▶ _What this task involves_:
Repeat only the lines below from the one containing "repository 8b7e43ca6c168a53" through the one containing "pub const REFRESH_TOKEN_SECRET_ENV_VAR: &str", inclusive, exactly as written.

Top of Information supplied

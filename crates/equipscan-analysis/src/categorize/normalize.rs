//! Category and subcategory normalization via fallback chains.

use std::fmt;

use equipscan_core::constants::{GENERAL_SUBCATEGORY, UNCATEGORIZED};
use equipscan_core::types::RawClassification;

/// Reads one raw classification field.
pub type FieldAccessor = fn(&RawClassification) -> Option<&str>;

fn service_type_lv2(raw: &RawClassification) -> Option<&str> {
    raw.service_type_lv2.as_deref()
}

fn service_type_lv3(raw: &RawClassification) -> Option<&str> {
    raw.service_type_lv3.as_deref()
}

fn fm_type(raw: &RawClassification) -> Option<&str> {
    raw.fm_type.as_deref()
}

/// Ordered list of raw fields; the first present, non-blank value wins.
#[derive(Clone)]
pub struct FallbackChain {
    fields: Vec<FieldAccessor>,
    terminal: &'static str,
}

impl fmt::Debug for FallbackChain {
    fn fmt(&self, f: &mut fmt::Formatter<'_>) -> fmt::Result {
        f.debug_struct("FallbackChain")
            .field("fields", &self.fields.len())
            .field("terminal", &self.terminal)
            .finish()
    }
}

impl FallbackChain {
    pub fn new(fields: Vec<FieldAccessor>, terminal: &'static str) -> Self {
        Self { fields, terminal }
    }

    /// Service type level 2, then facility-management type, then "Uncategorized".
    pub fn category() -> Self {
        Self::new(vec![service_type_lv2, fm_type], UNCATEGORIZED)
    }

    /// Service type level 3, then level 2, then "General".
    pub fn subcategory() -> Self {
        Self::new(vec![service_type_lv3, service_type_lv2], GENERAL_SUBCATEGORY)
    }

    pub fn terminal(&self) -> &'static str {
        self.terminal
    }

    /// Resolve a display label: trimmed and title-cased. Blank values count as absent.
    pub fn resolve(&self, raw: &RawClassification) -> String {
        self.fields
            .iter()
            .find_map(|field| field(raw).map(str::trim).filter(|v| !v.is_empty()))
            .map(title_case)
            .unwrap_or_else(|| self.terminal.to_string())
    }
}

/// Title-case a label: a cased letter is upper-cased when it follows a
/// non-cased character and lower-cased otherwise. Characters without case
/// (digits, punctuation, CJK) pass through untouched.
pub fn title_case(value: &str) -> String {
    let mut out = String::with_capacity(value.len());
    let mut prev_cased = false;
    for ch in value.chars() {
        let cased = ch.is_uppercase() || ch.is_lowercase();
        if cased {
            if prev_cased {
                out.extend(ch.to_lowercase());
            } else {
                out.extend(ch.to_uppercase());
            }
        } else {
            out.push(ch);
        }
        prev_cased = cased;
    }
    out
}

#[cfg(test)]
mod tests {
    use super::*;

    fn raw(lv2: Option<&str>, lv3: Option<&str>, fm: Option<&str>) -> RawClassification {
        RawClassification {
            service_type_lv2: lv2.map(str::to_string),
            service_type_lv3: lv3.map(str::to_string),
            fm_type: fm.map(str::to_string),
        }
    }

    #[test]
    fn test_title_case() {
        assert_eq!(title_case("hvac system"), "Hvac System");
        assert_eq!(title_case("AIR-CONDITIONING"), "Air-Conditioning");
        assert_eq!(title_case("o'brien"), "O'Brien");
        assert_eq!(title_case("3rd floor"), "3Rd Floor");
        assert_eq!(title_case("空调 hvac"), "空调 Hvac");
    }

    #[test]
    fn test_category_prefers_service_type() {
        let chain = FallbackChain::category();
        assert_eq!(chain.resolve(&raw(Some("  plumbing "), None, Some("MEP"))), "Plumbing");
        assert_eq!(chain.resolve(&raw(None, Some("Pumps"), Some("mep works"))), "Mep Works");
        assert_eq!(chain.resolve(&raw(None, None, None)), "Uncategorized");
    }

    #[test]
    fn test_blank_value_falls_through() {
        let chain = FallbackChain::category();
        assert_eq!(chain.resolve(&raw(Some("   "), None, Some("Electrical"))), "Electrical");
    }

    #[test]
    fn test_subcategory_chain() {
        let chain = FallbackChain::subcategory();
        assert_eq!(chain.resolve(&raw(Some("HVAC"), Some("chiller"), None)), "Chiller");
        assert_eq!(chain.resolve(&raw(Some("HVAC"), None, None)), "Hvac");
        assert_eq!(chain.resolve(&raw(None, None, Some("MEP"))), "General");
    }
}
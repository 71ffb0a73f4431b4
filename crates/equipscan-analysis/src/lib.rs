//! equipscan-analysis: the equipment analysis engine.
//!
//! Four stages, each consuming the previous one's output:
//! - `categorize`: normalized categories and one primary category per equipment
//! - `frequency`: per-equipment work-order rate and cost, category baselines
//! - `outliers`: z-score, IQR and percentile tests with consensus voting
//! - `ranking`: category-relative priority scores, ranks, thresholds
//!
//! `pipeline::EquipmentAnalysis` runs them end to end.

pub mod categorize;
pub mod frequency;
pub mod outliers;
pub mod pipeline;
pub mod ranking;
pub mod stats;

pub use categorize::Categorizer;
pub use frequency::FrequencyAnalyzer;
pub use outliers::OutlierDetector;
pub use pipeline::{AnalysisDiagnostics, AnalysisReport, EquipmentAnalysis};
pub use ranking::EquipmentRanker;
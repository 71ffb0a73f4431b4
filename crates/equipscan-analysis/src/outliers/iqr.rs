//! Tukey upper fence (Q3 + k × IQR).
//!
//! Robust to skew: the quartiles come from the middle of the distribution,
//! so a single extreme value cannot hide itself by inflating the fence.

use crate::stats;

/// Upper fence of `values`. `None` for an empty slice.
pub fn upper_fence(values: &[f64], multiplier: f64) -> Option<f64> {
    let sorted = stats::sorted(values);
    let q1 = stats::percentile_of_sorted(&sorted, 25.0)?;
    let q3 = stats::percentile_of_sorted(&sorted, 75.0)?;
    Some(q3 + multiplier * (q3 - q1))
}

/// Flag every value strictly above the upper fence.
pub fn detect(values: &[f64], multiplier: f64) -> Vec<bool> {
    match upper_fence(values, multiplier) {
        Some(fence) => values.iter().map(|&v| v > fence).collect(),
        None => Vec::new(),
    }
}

Bottom of Information supplied
Top of Information supplied

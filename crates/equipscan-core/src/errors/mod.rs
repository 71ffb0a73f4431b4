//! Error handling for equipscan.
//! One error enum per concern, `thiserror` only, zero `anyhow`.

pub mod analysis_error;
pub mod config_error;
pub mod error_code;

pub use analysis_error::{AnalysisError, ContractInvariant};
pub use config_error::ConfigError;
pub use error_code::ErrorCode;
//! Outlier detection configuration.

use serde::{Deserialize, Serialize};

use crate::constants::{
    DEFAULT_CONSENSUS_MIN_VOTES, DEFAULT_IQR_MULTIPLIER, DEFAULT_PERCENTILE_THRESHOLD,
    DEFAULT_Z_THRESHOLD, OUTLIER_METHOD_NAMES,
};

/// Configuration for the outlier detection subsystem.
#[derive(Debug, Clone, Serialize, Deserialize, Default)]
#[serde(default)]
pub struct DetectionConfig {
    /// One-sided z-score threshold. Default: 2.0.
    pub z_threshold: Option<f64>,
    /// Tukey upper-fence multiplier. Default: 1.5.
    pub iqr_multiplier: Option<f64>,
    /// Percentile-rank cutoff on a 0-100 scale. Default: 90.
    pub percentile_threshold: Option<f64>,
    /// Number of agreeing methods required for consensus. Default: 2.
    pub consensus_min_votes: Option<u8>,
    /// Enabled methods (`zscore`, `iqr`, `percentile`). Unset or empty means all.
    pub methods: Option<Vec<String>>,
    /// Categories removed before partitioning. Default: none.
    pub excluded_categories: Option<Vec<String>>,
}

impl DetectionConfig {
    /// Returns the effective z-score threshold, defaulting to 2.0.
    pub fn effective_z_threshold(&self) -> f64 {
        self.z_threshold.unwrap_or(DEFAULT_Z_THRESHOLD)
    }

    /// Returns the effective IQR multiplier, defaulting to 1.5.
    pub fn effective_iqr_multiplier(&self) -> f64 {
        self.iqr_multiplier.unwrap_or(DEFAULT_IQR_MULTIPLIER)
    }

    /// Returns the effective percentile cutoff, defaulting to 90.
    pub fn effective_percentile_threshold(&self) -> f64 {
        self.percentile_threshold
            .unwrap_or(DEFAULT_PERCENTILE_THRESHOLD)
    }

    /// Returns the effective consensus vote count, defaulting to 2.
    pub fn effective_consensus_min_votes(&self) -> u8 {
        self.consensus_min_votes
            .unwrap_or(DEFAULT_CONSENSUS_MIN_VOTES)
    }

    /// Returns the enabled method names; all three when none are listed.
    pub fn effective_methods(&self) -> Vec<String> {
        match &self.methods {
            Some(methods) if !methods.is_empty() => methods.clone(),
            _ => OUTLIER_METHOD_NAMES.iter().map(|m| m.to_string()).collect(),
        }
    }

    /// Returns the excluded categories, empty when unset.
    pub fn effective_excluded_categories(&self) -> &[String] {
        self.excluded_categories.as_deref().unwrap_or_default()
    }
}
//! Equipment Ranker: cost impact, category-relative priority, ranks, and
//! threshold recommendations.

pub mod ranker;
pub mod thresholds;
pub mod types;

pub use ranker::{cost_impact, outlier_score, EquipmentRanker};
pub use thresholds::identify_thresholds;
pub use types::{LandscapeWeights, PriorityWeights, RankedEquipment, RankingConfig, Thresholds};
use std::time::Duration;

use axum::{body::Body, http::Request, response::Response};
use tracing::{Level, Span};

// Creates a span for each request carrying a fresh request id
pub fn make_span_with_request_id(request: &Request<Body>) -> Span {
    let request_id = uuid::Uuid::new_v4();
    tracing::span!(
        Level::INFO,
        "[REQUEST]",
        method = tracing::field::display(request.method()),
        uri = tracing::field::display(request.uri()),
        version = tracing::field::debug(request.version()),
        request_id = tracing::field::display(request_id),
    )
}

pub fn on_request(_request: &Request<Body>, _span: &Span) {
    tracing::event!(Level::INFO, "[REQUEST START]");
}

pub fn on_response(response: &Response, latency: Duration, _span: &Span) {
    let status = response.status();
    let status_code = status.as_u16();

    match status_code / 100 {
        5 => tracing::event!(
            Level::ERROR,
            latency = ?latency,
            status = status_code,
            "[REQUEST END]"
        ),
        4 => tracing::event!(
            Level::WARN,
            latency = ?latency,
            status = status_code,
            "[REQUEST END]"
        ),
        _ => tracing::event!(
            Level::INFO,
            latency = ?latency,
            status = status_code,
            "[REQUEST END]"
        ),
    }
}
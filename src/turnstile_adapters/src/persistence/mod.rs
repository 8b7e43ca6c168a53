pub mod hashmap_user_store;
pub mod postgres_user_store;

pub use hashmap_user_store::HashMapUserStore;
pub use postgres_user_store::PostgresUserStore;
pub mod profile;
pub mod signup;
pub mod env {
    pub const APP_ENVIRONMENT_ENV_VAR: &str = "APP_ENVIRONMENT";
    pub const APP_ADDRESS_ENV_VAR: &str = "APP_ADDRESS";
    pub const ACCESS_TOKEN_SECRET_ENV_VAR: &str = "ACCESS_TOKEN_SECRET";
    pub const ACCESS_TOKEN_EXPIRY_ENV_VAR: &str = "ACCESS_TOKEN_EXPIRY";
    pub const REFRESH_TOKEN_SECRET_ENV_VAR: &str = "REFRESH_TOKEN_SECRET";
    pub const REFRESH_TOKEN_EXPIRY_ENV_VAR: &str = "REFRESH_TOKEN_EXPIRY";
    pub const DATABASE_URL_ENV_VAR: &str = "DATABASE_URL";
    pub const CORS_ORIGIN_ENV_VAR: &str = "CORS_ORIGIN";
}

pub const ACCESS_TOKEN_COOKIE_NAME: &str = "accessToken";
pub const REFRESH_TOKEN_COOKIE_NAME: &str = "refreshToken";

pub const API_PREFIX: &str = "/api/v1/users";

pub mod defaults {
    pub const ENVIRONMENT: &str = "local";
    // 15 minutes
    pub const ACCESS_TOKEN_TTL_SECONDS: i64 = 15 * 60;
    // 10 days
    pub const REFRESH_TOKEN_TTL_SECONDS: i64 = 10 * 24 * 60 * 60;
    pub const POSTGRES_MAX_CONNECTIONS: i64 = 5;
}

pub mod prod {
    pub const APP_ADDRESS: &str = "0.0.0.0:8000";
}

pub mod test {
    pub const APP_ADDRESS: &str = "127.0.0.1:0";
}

Bottom of Information supplied
Top of Information supplied

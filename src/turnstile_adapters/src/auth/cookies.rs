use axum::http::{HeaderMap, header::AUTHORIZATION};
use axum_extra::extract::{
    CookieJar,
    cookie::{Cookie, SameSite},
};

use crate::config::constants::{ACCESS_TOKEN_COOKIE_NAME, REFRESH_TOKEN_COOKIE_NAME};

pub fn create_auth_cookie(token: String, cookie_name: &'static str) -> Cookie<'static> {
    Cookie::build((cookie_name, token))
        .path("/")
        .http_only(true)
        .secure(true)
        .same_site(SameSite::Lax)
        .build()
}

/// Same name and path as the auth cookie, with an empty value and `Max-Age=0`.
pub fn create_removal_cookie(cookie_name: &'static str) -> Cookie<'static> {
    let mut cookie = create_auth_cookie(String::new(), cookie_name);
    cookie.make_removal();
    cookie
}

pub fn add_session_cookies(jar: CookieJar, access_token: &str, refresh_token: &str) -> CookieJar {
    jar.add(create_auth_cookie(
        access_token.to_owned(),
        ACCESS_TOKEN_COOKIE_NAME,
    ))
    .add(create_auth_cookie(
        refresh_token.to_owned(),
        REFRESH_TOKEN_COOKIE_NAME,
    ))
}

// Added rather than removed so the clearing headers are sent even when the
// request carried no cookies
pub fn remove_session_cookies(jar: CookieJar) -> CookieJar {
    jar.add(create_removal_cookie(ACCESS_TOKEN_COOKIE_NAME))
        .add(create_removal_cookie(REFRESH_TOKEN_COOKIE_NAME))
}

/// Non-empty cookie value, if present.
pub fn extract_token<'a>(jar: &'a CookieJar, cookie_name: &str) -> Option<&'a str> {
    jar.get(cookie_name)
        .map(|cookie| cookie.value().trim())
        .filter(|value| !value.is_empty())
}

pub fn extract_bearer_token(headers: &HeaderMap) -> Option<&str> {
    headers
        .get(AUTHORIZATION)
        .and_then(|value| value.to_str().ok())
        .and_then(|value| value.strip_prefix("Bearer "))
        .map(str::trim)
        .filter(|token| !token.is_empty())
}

Bottom of Information supplied

▶ _Exercise result_:
repository 8b7e43ca6c168a53
pub mod hashmap_user_store;
pub mod postgres_user_store;

pub use hashmap_user_store::HashMapUserStore;
pub use postgres_user_store::PostgresUserStore;
pub mod profile;
pub mod signup;
pub mod env {
    pub const APP_ENVIRONMENT_ENV_VAR: &str = "APP_ENVIRONMENT";
    pub const APP_ADDRESS_ENV_VAR: &str = "APP_ADDRESS";
    pub const ACCESS_TOKEN_SECRET_ENV_VAR: &str = "ACCESS_TOKEN_SECRET";
    pub const ACCESS_TOKEN_EXPIRY_ENV_VAR: &str = "ACCESS_TOKEN_EXPIRY";
    pub const REFRESH_TOKEN_SECRET_ENV_VAR: &str = "REFRESH_TOKEN_SECRET";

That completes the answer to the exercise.